Burn After Reading, the very funny Coen Brothers movie, provides a users guide to how things really work in a bureaucracy. Two scenes, featuring the great JK Simmons as a CIA executive, and David Rasche (1), as his beleaguered deputy who just wants to make it through the day, as they sort through a baffling mess which they don't understand and just want to make go away.
Or, as cultural observer Joseph Fidler Walsh tells us in words featured on THC's masthead columns;
You know, there's a philosopher who says, "As you live your life, it appears to be anarchy and chaos, and random events, smashing into each other and causing this situation or that situation, and then, this happens, and it's overwhelming, and it just looks like what in the world is going on. And later, when you look back at it, it looks like a finely crafted novel. But at the time, it don't".
At the other end of the spectrum from the random events theory are reductionist theories which increasingly dominate the political arena; one idea which explains everything. On the left it is critical race theory and its spawn, DEI, which are simply sociology for stupid people.
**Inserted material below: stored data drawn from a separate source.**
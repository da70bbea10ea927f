//! Encounter lifecycle handlers

use axum::{
    Extension, Json,
    extract::{Path, State},
    http::StatusCode,
    response::IntoResponse,
};

use clinical_core::dto::{EncounterClassInput, EncounterInput, EncounterStatusInput};

use crate::error::AppError;
use crate::infrastructure::tenant::TenantContext;
use crate::usecases::ClinicalUseCases;

/// POST /api/encounters
pub async fn start(
    State(usecases): State<ClinicalUseCases>,
    Extension(ctx): Extension<TenantContext>,
    Json(input): Json<EncounterInput>,
) -> Result<impl IntoResponse, AppError> {
    let encounter = usecases.start_encounter(&ctx, input).await?;
    Ok((StatusCode::CREATED, Json(encounter)))
}

/// POST /api/encounters/{id}/status
pub async fn set_status(
    State(usecases): State<ClinicalUseCases>,
    Path(id): Path<String>,
    Json(input): Json<EncounterStatusInput>,
) -> Result<impl IntoResponse, AppError> {
    Ok(Json(usecases.transition_encounter(&id, input.status).await?))
}

/// POST /api/encounters/{id}/class
pub async fn set_class(
    State(usecases): State<ClinicalUseCases>,
    Path(id): Path<String>,
    Json(input): Json<EncounterClassInput>,
) -> Result<impl IntoResponse, AppError> {
    Ok(Json(usecases.reclassify_encounter(&id, input.class).await?))
}

/// POST /api/encounters/{id}/end
pub async fn end(
    State(usecases): State<ClinicalUseCases>,
    Path(id): Path<String>,
) -> Result<impl IntoResponse, AppError> {
    Ok(Json(usecases.end_encounter(&id).await?))
}
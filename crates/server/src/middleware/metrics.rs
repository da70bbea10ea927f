//! Request counters and latency histograms for `/metrics`.

use std::time::Instant;

use axum::{extract::Request, middleware::Next, response::Response};

const REQUESTS: &str = "http_requests_total";
const LATENCY: &str = "http_request_duration_seconds";

/// Label value for a request path. Resource ids are replaced by `:id` so the
/// label set stays bounded; the store hands out both UUIDs and numeric ids.
fn path_label(path: &str) -> String {
    let mut label = String::with_capacity(path.len());
    for (i, segment) in path.split('/').enumerate() {
        if i > 0 {
            label.push('/');
        }
        let is_id = (!segment.is_empty() && segment.bytes().all(|b| b.is_ascii_digit()))
            || uuid::Uuid::try_parse(segment).is_ok();
        label.push_str(if is_id { ":id" } else { segment });
    }
    label
}

pub async fn metrics_middleware(request: Request, next: Next) -> Response {
    let method = request.method().as_str().to_owned();
    let path = path_label(request.uri().path());
    let started = Instant::now();

    let response = next.run(request).await;

    metrics::histogram!(LATENCY, "method" => method.clone(), "path" => path.clone())
        .record(started.elapsed().as_secs_f64());
    metrics::counter!(
        REQUESTS,
        "method" => method,
        "path" => path,
        "status" => response.status().as_str().to_owned()
    )
    .increment(1);

    response
}
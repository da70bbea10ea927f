//! Health check endpoint

use axum::{Json, extract::State, http::StatusCode, response::IntoResponse};
use serde::Serialize;

use crate::usecases::ClinicalUseCases;

#[derive(Serialize)]
pub struct HealthResponse {
    status: String,
    #[serde(skip_serializing_if = "Option::is_none")]
    reason: Option<String>,
}

/// GET /health - Healthy when the FHIR store answers
pub async fn check(State(usecases): State<ClinicalUseCases>) -> impl IntoResponse {
    match usecases.infrastructure().fhir.ping().await {
        Ok(()) => (
            StatusCode::OK,
            Json(HealthResponse {
                status: "healthy".to_string(),
                reason: None,
            }),
        ),
        Err(e) => {
            tracing::error!(error = %e, "Health check failed");
            (
                StatusCode::SERVICE_UNAVAILABLE,
                Json(HealthResponse {
                    status: "unhealthy".to_string(),
                    reason: Some(e.to_string()),
                }),
            )
        }
    }
}
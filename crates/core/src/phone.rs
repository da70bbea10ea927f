//! MSISDN normalisation.

use std::sync::LazyLock;

use regex::Regex;

use crate::error::{ClinicalError, Result};

static E164: LazyLock<Regex> =
    LazyLock::new(|| Regex::new(r"^\+[1-9][0-9]{7,14}$").expect("valid E.164 pattern"));

/// Normalise a phone number to E.164 form.
///
/// Accepts local numbers (`0712345678`, `712345678`), numbers with the
/// calling code but no plus (`254712345678`), `00`-prefixed international
/// numbers and E.164 input. Spaces, dashes and parentheses are ignored.
pub fn normalize_msisdn(raw: &str, calling_code: &str) -> Result<String> {
    let digits: String = raw
        .chars()
        .filter(|c| !matches!(c, ' ' | '-' | '(' | ')' | '.'))
        .collect();

    let candidate = if let Some(rest) = digits.strip_prefix('+') {
        format!("+{rest}")
    } else if let Some(rest) = digits.strip_prefix("00") {
        format!("+{rest}")
    } else if let Some(rest) = digits.strip_prefix('0') {
        format!("+{calling_code}{rest}")
    } else if digits.starts_with(calling_code) && digits.len() > 9 {
        format!("+{digits}")
    } else if digits.len() == 9 {
        format!("+{calling_code}{digits}")
    } else {
        format!("+{digits}")
    };

    if E164.is_match(&candidate) {
        Ok(candidate)
    } else {
        Err(ClinicalError::InvalidPhoneNumber(raw.to_string()))
    }
}

#[cfg(test)]
mod tests {
    use super::*;

    #[test]
    fn test_local_formats() {
        assert_eq!(normalize_msisdn("0712345678", "254").unwrap(), "+254712345678");
        assert_eq!(normalize_msisdn("712345678", "254").unwrap(), "+254712345678");
        assert_eq!(normalize_msisdn("254712345678", "254").unwrap(), "+254712345678");
        assert_eq!(normalize_msisdn("0712 345-678", "254").unwrap(), "+254712345678");
    }

    #[test]
    fn test_international_formats() {
        assert_eq!(normalize_msisdn("+254712345678", "254").unwrap(), "+254712345678");
        assert_eq!(normalize_msisdn("00254712345678", "254").unwrap(), "+254712345678");
        assert_eq!(normalize_msisdn("+1 (415) 555-2671", "254").unwrap(), "+14155552671");
    }

    #[test]
    fn test_rejects_garbage() {
        for raw in ["", "abc", "+0712", "12", "+2547123456789012345"] {
            let err = normalize_msisdn(raw, "254").unwrap_err();
            assert!(matches!(err, ClinicalError::InvalidPhoneNumber(ref s) if s == raw));
        }
    }
}
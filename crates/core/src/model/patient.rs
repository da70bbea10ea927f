use serde::{Deserialize, Serialize};

use super::choice::Deceased;
use super::datatypes::{
    Address, Attachment, CodeableConcept, ContactPoint, HumanName, Identifier, Meta, Narrative,
    Period, Reference,
};
use super::enums::{AdministrativeGender, ContactPointSystem};
use super::primitives::FhirDate;

/// Demographics of a person receiving care
#[derive(Debug, Clone, Default, PartialEq, Serialize, Deserialize)]
#[serde(rename_all = "camelCase")]
pub struct Patient {
    #[serde(skip_serializing_if = "Option::is_none")]
    pub id: Option<String>,
    #[serde(skip_serializing_if = "Option::is_none")]
    pub meta: Option<Meta>,
    #[serde(skip_serializing_if = "Option::is_none")]
    pub text: Option<Narrative>,
    #[serde(default, skip_serializing_if = "Vec::is_empty")]
    pub identifier: Vec<Identifier>,
    #[serde(skip_serializing_if = "Option::is_none")]
    pub active: Option<bool>,
    #[serde(default, skip_serializing_if = "Vec::is_empty")]
    pub name: Vec<HumanName>,
    #[serde(default, skip_serializing_if = "Vec::is_empty")]
    pub telecom: Vec<ContactPoint>,
    #[serde(skip_serializing_if = "Option::is_none")]
    pub gender: Option<AdministrativeGender>,
    #[serde(skip_serializing_if = "Option::is_none")]
    pub birth_date: Option<FhirDate>,
    #[serde(flatten, deserialize_with = "crate::model::choice::optional")]
    pub deceased: Option<Deceased>,
    #[serde(default, skip_serializing_if = "Vec::is_empty")]
    pub address: Vec<Address>,
    #[serde(skip_serializing_if = "Option::is_none")]
    pub marital_status: Option<CodeableConcept>,
    #[serde(default, skip_serializing_if = "Vec::is_empty")]
    pub photo: Vec<Attachment>,
    #[serde(default, skip_serializing_if = "Vec::is_empty")]
    pub contact: Vec<PatientContact>,
    #[serde(default, skip_serializing_if = "Vec::is_empty")]
    pub communication: Vec<PatientCommunication>,
    #[serde(default, skip_serializing_if = "Vec::is_empty")]
    pub general_practitioner: Vec<Reference>,
    #[serde(skip_serializing_if = "Option::is_none")]
    pub managing_organization: Option<Reference>,
}

super::impl_resource!(Patient, "Patient");

impl Patient {
    /// Phone numbers on file, in rank order
    pub fn phone_numbers(&self) -> Vec<String> {
        let mut phones: Vec<&ContactPoint> = self
            .telecom
            .iter()
            .filter(|t| t.system == Some(ContactPointSystem::Phone))
            .collect();
        phones.sort_by_key(|t| t.rank.unwrap_or(u32::MAX));
        phones.into_iter().filter_map(|t| t.value.clone()).collect()
    }

    /// Display name taken from the first recorded name
    pub fn display_name(&self) -> String {
        self.name.first().map(HumanName::display).unwrap_or_default()
    }
}

/// Next of kin, guardian or other party to contact
#[derive(Debug, Clone, Default, PartialEq, Serialize, Deserialize)]
pub struct PatientContact {
    #[serde(default, skip_serializing_if = "Vec::is_empty")]
    pub relationship: Vec<CodeableConcept>,
    #[serde(skip_serializing_if = "Option::is_none")]
    pub name: Option<HumanName>,
    #[serde(default, skip_serializing_if = "Vec::is_empty")]
    pub telecom: Vec<ContactPoint>,
    #[serde(skip_serializing_if = "Option::is_none")]
    pub address: Option<Address>,
    #[serde(skip_serializing_if = "Option::is_none")]
    pub gender: Option<AdministrativeGender>,
    #[serde(skip_serializing_if = "Option::is_none")]
    pub organization: Option<Reference>,
    #[serde(skip_serializing_if = "Option::is_none")]
    pub period: Option<Period>,
}

#[derive(Debug, Clone, PartialEq, Serialize, Deserialize)]
pub struct PatientCommunication {
    pub language: CodeableConcept,
    #[serde(skip_serializing_if = "Option::is_none")]
    pub preferred: Option<bool>,
}

#[cfg(test)]
mod tests {
    use super::*;
    use crate::model::{ContactPointUse, HumanNameUse, Resource};

    #[test]
    fn test_patient_round_trip() {
        let json = serde_json::json!({
            "resourceType": "Patient",
            "id": "5f0ba3a2-2a46-4bd2-8a3d-9e4d2b3f5e0c",
            "active": true,
            "name": [{"use": "official", "family": "Doe", "given": ["Jane"], "text": "Doe, Jane M"}],
            "telecom": [
                {"system": "email", "value": "jane@example.com", "rank": 2},
                {"system": "phone", "value": "+254712345678", "use": "home", "rank": 1}
            ],
            "gender": "female",
            "birthDate": "1990-02-01",
            "deceasedBoolean": false,
            "maritalStatus": {"coding": [{"code": "M", "display": "Married", "userSelected": true}], "text": "Married"},
            "communication": [{"language": {"text": "English"}, "preferred": false}]
        });

        let patient = Patient::from_payload(json.clone()).unwrap();
        assert_eq!(patient.name[0].use_, Some(HumanNameUse::Official));
        assert_eq!(patient.telecom[1].use_, Some(ContactPointUse::Home));
        assert_eq!(patient.deceased, Some(Deceased::Boolean(false)));
        assert_eq!(patient.phone_numbers(), vec!["+254712345678".to_string()]);
        assert_eq!(patient.display_name(), "Doe, Jane M");

        assert_eq!(patient.to_payload().unwrap(), json);
    }

    #[test]
    fn test_rejects_other_resource_type() {
        let json = serde_json::json!({"resourceType": "Encounter", "id": "1"});
        assert!(Patient::from_payload(json).is_err());
    }

    #[test]
    fn test_rejects_unknown_gender() {
        let json = serde_json::json!({"resourceType": "Patient", "gender": "robot"});
        let err = Patient::from_payload(json).unwrap_err();
        assert!(err.to_string().contains("invalid enum value"));
    }
}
On the right we now often see it claimed the reason for any mishap, miscalculation, or fiasco in the public or private sector is DEI and dismissing any other potential factor(s).
---------
(1) Rasche is one of those guys who you realize has been in a lot of stuff you've seen, but you can't place him. According to his wikipedia page, since the late 70s he's been in 49 movies, 313 TV episodes and a dozen TV movies, along with 22 on and off-Broadway plays.
I guess we learned not to do it again.